Stade Buffalo was a huge velodrome that could accommodate 30,000 spectators for different sporting fixtures. (It is now a housing complex). On his arrival from Brussels, Hermann was separated from Henny and taken there with thousands of other men.
Henny was taken to a different velodrome about three kilometres away from Hermann's. The women's holding centre was at the Vélodrome d'Hiver, close to the Eiffel Tower. This was an enormous glass-roofed stadium and as the women waited on the stone benches normally reserved for sports spectators they cringed nervously as German aircraft flew overhead – expecting any moment for the building to be bombed and for the roof to shatter in yet another 'Kristallnacht'. The weather was very warm that May and the stadium became very hot.
Neither Henny nor Hermann knew where the other was, nor what was going to happen to them. Their separate short letters to their daughters over these few days show - perhaps for the first time – a faltering in their optimism for the future. As Henny wrote to them,
'I am sure that you are very happy that your parents are alive. I think about you very often, my dear children, but I do not think that I can write very often.

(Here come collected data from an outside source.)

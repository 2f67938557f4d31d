//! Version values and their total ordering.
//!
//! A raw upstream version string (`"4.17.21"`, `"1.0.0-beta2"`, `"v3"`) is
//! parsed into a [`VersionValue`]: a sequence of [`Element`]s, each holding
//! either a numeric [`Token`] or a literal run, plus the separator that
//! preceded it.

mod parse;
mod token;
mod value;

pub use self::token::Token;
pub use self::value::{Element, SEPARATORS, Segment, VersionValue};
use std::cmp::Ordering;
use std::hash::Hasher;

/// Case-insensitive ordinal comparison (empty sorts first).
pub(crate) fn cmp_ignore_case(a: &str, b: &str) -> Ordering {
    a.chars().flat_map(char::to_lowercase).cmp(b.chars().flat_map(char::to_lowercase))
}

pub(crate) fn hash_ignore_case<H: Hasher>(s: &str, state: &mut H) {
    for c in s.chars().flat_map(char::to_lowercase) {
        state.write_u32(u32::from(c));
    }
    // Terminator, so adjacent strings can't shift characters between them.
    state.write_u8(0xff);
}
use super::value::{Element, Segment, is_separator};
use super::Token;
use crate::error::{ErrorKind, Result};
use exn::OptionExt;
use num_bigint::BigUint;

/// Scan a trimmed version string into elements.
///
/// - Digit runs become numeric tokens; the non-digit, non-separator run that
///   directly follows is the token's suffix.
/// - Non-digit runs with no digit run in front of them become literals.
/// - `-`/`+` is a sign only at the start of the string or straight after a
///   separator, and only when a digit follows. Otherwise it is a separator.
/// - Consecutive separators collapse onto the first; leading and trailing
///   separators are dropped.
pub(super) fn elements(input: &str) -> Result<Vec<Element>> {
    let trimmed = input.trim();
    if trimmed.is_empty() || trimmed.chars().any(|c| c.is_whitespace() || c.is_control()) {
        exn::bail!(ErrorKind::InvalidVersion(input.to_string()));
    }
    let chars: Vec<char> = trimmed.chars().collect();
    let mut elements = Vec::new();
    let mut separator = None;
    let mut at_boundary = true;
    let mut i = 0;
    while i < chars.len() {
        let c = chars[i];
        let signed = matches!(c, '-' | '+') && at_boundary && chars.get(i + 1).is_some_and(char::is_ascii_digit);
        if signed || c.is_ascii_digit() {
            let start = if signed { i + 1 } else { i };
            let digits_end = scan(&chars, start, |c| c.is_ascii_digit());
            let suffix_end = scan(&chars, digits_end, |c| !c.is_ascii_digit() && !is_separator(c));
            let digits: String = chars[start..digits_end].iter().collect();
            let magnitude = BigUint::parse_bytes(digits.as_bytes(), 10)
                .ok_or_raise(|| ErrorKind::InvalidVersion(input.to_string()))?;
            let suffix: String = chars[digits_end..suffix_end].iter().collect();
            let token = Token::from_parts(signed && c == '-', magnitude, suffix);
            elements.push(Element::new(separator.take(), Segment::Number(token)));
            at_boundary = false;
            i = suffix_end;
        } else if is_separator(c) {
            if !at_boundary {
                separator = Some(c);
            }
            at_boundary = true;
            i += 1;
        } else {
            let end = scan(&chars, i, |c| !c.is_ascii_digit() && !is_separator(c));
            let literal: String = chars[i..end].iter().collect();
            elements.push(Element::new(separator.take(), Segment::Literal(literal)));
            at_boundary = false;
            i = end;
        }
    }
    if !elements.iter().any(|e| matches!(e.segment(), Segment::Number(_))) {
        exn::bail!(ErrorKind::InvalidVersion(input.to_string()));
    }
    Ok(elements)
}

fn scan(chars: &[char], from: usize, accept: impl Fn(char) -> bool) -> usize {
    chars[from..].iter().position(|c| !accept(*c)).map_or(chars.len(), |offset| from + offset)
}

I kiss you a thousand times!'
A few days later, on 23 May 1940, Henny and Hermann were taken separately – probably in cattle carts on trains – to different internment camps further south in France. Hermann found himself at a camp in Bassens, not far from Bordeaux, and Henny was taken to Camp de Gurs, about 250kms away from Hermann.
(photo shows the site of Stade Buffalo today, now a housing complex)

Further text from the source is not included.